For apple juice, I used the numbers of (Karadeniz and Ekşi, 2002) and calculated the 3.2 number I gave in the text as follows (a python script for those who are interested):
CperDay=8.9*12*60*24/1000# Total sugar (mg) ın a litre
glucose=27.0
fructose=85.5
sucrose=40.2
total=glucose+fructose+sucrose
print("Total sugar content in 1 liter of Apple Juice produced from Antalya Starking apple: ", total, "g")
(C,H,O)=(12,1,16)
MWGlucose=6*C+12*H+6*O
MWFructose=6*C+12*H+6*O
MWSucrose=12*C+22*H+11*O
print("Molecular weight of glucose: ", MWGlucose)
print("Molecular weight of fructose: ", MWFructose)
print("Molecular weight of sucrose: ", MWSucrose)
Nof_glucose_mols=glucose/MWGlucose
Nof_fructose_mols=fructose/MWFructose
Nof_sucrose_mols=sucrose/MWSucrose
print("Number of glucose mols: ", Nof_glucose_mols)
print("Number of fructose mols: ", Nof_fructose_mols)
print("Number of sucrose mols: ", Nof_sucrose_mols)
CarbonAtoms=Nof_glucose_mols*6+Nof_fructose_mols*6+Nof_sucrose_mols*12
print("Total number of carbon atoms: ", CarbonAtoms)
print("Weight of carbon atoms in 1 l apple juice = ", CarbonAtoms*C, "g")
C_required=203.0
AJ_required=C_required/(CarbonAtoms*C)
print("Required amount of apple juice to provide %.0f g carbon= "%C_required, AJ_required, "l")
Python script for those interested:
watts=200.0 # Exercise bike setting
)
minutes=15 # Duration of exercise
work=watts*minutes*60/1000 # Work done in kJ
print("Work produced in %.0f minutes at %.0f W setting = %.0f kJ"%(minutes, watts, work))
kJin=8700.0 # Recommended energy intake in kJ
nof_15minutes=kJin*0.25/work
print("I need %d 15-minute intervals or %.1f hours to burn up %.0f kJ" %(nof_15minutes, nof_15minutes/4, kJin)
How I wish I could have read this blog two years earlier, when I began to lose weight and control diet.
There is data but not consumer-grade.
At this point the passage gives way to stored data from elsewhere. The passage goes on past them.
impl MappedBuffer {
    /// Opens (creating if absent and writable) the file at `path`.
    pub fn open(path: impl AsRef<Path>, protection_level: ProtectionLevel) -> Result<Self> {
        let file = open_locked(path.as_ref(), protection_level)?;
        Self::from_file(file, protection_level, None)
    }

    /// A scratch buffer backed by a temporary file that is deleted when
    /// the buffer is closed or dropped. Protection level is `None`.
    pub fn temporary() -> Result<Self> {
        let (file, path) = NamedTempFile::new()?.into_parts();
        file.lock_exclusive()?;
        Self::from_file(file, ProtectionLevel::None, Some(path))
    }

    fn from_file(
        file: File,
        protection_level: ProtectionLevel,
        temp: Option<tempfile::TempPath>,
    ) -> Result<Self> {
        let capacity = file.metadata()?.len();
        if capacity > MAPPED_MAX_CAPACITY {
            return Err(PerseqError::Format(format!(
                "file of {capacity} bytes exceeds single-mapping limit {MAPPED_MAX_CAPACITY}"
            )));
        }
        let mut buffer = Self {
            file,
            map: None,
            capacity,
            protection_level,
            modified: false,
            closed: false,
            _temp: temp,
        };
        buffer.remap()?;
        Ok(buffer)
    }

    fn remap(&mut self) -> Result<()> {
        self.map = if self.capacity == 0 {
            None
        } else {
            Some(Segment::map(
                &self.file,
                0,
                self.capacity,
                self.protection_level.is_writable(),
            )?)
        };
        Ok(())
    }

    fn check_open(&self) -> Result<()> {
        if self.closed {
            return Err(PerseqError::Closed);
        }
        Ok(())
    }

    fn flush_if_modified(&mut self) -> Result<()> {
        if self.modified {
            if self.protection_level >= ProtectionLevel::Barrier {
                if let Some(map) = &self.map {
                    map.flush()?;
                }
            }
            self.modified = false;
        }
        Ok(())
    }
}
I think there is an opportunity for future app developers. It is relatively easyand accurate to predict how much CO2 is expelled every day by monitoring the heart beat and breathing rate. Combined with foodstuff carbon content tables, this would be a better dietary app because it would not depend on one's metabolical rate (i.e. energy conversion efficiency). Having said this, I have just read an article on Ozempic(a semaglutide-based appetite suppressant) taking the world by storm (including even China). Provided there are no serious side effects, obesity soon may be a thing of the past.